Life sometimes has a way of stripping you down.  Taking you back to the basics from where you start again.  During this process you may loose many things, or even many people but you will also find yourself.  It is a human trait to cling to stuff and people but loosing either pushes us out of our comfort zone, and it is out of our comfort zone that we truly realise what we are made of.  It’s where our creativity lies.

I want to put this into the context of art.  Lets imagine for a moment you are a photographer that loves equipment.  Has a passion for that extra stuff, reflectors and strobes, triggers and backdrops.  This is your comfort zone.  You are happy shooting your portraits surrounded by your expensive complicated gear.  Then one day your studio is broken into and all your extras are stolen.  You did however, have your camera at home with you.  Just your camera.  No tripod and trigger.  No tethering cable.  No flash.  Now the next day you have a portrait session booked.  It’s really important and you cannot cancel.  So you go back to basics.  You scramble in your mind for a location with great light.  You adjust your camera settings and start to play a bit.  You find yourself being less static without the tripod and shooting from new angles.  Stripped down you find a new seat of creativity.  You are so out of your comfort zone but that alone forces you to be creative.  The artist who finds himself with a blank canvas, a brush and three pots of paint will dig deep and get creative. He will mix those paints into every shade possible and create shadows and light out of nothing.

It’s the same with life.  Have you ever noticed those people who are hoarders.  How they are so often the same people who are stuck in their routines.  How they never move forward and expand.  They stay in the same house for most of their lives.  Shop at the same shop and eat the same food.  Hoard their stuff and die never having gone out of their diminutive comfort zone.  Then there are the people who have no fixed location and few belongings, that live from experience to experience and adventure to adventure.  Always seeking and probably always finding.

It is very easy to get stuck in our space.  Both our physical space and the space in our heads.  It feels safe and we as humans like to feel safe.  We like to feel like we can control our environment and we do this by knowing our comfort zone and staying there.  We don’t always choose to move out of our space.  Sometimes we are forced to.  Life comes along and gives a big kick and we are blasted out of our comfort zone into a new space that is unfamiliar and, to be honest, quite frightening.  We take a moment to catch our breath.  Thats okay.  Then we pick ourselves up and take a look around.  This is the point where we start to get creative.  Forced to expand we start to move forward.  Here’s the good part.  Here is where we find our creativity like the guy who looses his job and is forced to go it alone and work for himself.  When we loose something we make space for something new.  We open ourselves up to possibility.   We move out of our comfort zone and somewhere in that space we find ourselves.

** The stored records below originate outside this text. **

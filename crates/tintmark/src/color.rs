//! RGB colors and linear interpolation between them.
//!
//! Colors travel as `#RRGGBB` strings at the edges and as [`Color`] values
//! inside the pipeline. Parsing is the only fallible step; once a [`Color`]
//! exists, interpolation and encoding are total.

use std::fmt;
use std::str::FromStr;

/// A 24-bit RGB color.
///
/// Displays as `#rrggbb` (lowercase, zero-padded). Parses from `#RRGGBB`
/// with hex digits in either case.
///
/// # Example
///
/// ```rust
/// use tintmark::Color;
///
/// let teal: Color = "#008080".parse().unwrap();
/// assert_eq!(teal.to_string(), "#008080");
/// assert_eq!(Color::rgb(255, 0, 16).to_string(), "#ff0010");
/// ```
#[derive(Debug, Clone, Copy, PartialEq, Eq, Hash)]
pub struct Color {
    r: u8,
    g: u8,
    b: u8,
}

impl Color {
    pub const BLACK: Color = Color::rgb(0, 0, 0);
    pub const WHITE: Color = Color::rgb(255, 255, 255);

    pub const fn rgb(r: u8, g: u8, b: u8) -> Self {
        Self { r, g, b }
    }

    /// Returns the channels as an `(r, g, b)` triplet.
    pub const fn channels(self) -> (u8, u8, u8) {
        (self.r, self.g, self.b)
    }

    /// Nearest entry in the xterm 256-color palette.
    ///
    /// Grays use the 24-step ramp (232..=255), with the darkest and lightest
    /// folded into the cube corners 16 and 231. Everything else maps into
    /// the 6x6x6 cube starting at 16.
    ///
    /// # Example
    ///
    /// ```rust
    /// use tintmark::Color;
    ///
    /// assert_eq!(Color::rgb(255, 0, 0).ansi256(), 196);
    /// assert_eq!(Color::rgb(0, 128, 255).ansi256(), 33);
    /// ```
    pub fn ansi256(self) -> u8 {
        let Color { r, g, b } = self;
        if r == g && g == b {
            return match r {
                0..=7 => 16,
                249..=255 => 231,
                level => 232 + ((u16::from(level) - 8) * 24 / 247) as u8,
            };
        }
        let step = |channel: u8| (u16::from(channel) * 5 / 255) as u8;
        16 + 36 * step(r) + 6 * step(g) + step(b)
    }
}

impl fmt::Display for Color {
    fn fmt(&self, f: &mut fmt::Formatter<'_>) -> fmt::Result {
        write!(f, "#{:02x}{:02x}{:02x}", self.r, self.g, self.b)
    }
}

/// Error returned when a string is not a `#RRGGBB` color.
#[derive(Debug, Clone, PartialEq, Eq, thiserror::Error)]
#[error("'{0}' is not a #RRGGBB color")]
pub struct ParseColorError(pub String);

impl FromStr for Color {
    type Err = ParseColorError;

    fn from_str(s: &str) -> Result<Self, Self::Err> {
        let err = || ParseColorError(s.to_string());
        let digits = s.strip_prefix('#').ok_or_else(err)?;
        // from_str_radix tolerates a leading '+', so check digits up front
        if digits.len() != 6 || !digits.bytes().all(|b| b.is_ascii_hexdigit()) {
            return Err(err());
        }
        let channel = |at: usize| u8::from_str_radix(&digits[at..at + 2], 16).map_err(|_| err());
        Ok(Color::rgb(channel(0)?, channel(2)?, channel(4)?))
    }
}

/// Linearly interpolates between `from` and `to` at position `t`.
///
/// `t = 0` yields `from` and `t = 1` yields `to`. Each channel is computed
/// as `from + (to - from) * t` and rounded half away from zero.
///
/// `t` is not clamped: values outside `[0, 1]` extrapolate along the same
/// line. A channel that lands outside `0..=255` saturates at the nearest
/// bound, so the result is always a valid color.
///
/// # Example
///
/// ```rust
/// use tintmark::{interpolate, Color};
///
/// let mid = interpolate(Color::BLACK, Color::WHITE, 0.5);
/// assert_eq!(mid.to_string(), "#808080");
///
/// // extrapolation saturates instead of wrapping
/// assert_eq!(interpolate(Color::BLACK, Color::WHITE, 3.0), Color::WHITE);
/// ```
pub fn interpolate(from: Color, to: Color, t: f64) -> Color {
    Color::rgb(
        lerp_channel(from.r, to.r, t),
        lerp_channel(from.g, to.g, t),
        lerp_channel(from.b, to.b, t),
    )
}

fn lerp_channel(from: u8, to: u8, t: f64) -> u8 {
    let from = f64::from(from);
    let value = (from + (f64::from(to) - from) * t).round();
    // NaN survives clamp and casts to 0
    value.clamp(0.0, 255.0) as u8
}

When we are stripped down in life and we lose a lot all at once, this is when we have the greatest expansion.  This is when we have our greatest growth and become open to the most possibilities.  The more space we make the more ‘new’ can come in.

It is not easy.  No it is definitely not easy, but it is when we are laid bare, totally out of our comfort zone with nothing but space before us that we truly find ourselves. This is where we find ourselves being deeply creative.  Where we find the greatest expansion of our mind and our spirit.  If you never leave your comfort zone you will not grow.  In fact the opposite will happen.  If you do not let go of something there will be no space for the new.

Take a deep breath today and let go of something.  It does not have to be something physical.  It can just be an idea, a belief, something you have clung on to.  Send it away with an exhale.  Now there is space for something new and it feels so good just to have that space for a while.  Feel yourself expand as you wait for the new to arrive. When it does enjoy the growth.  It will often come in unexpected ways but it will come and you will grow.  The bigger the exhale the bigger the inhale.  The more you let go of the more space you create and the more room for growth.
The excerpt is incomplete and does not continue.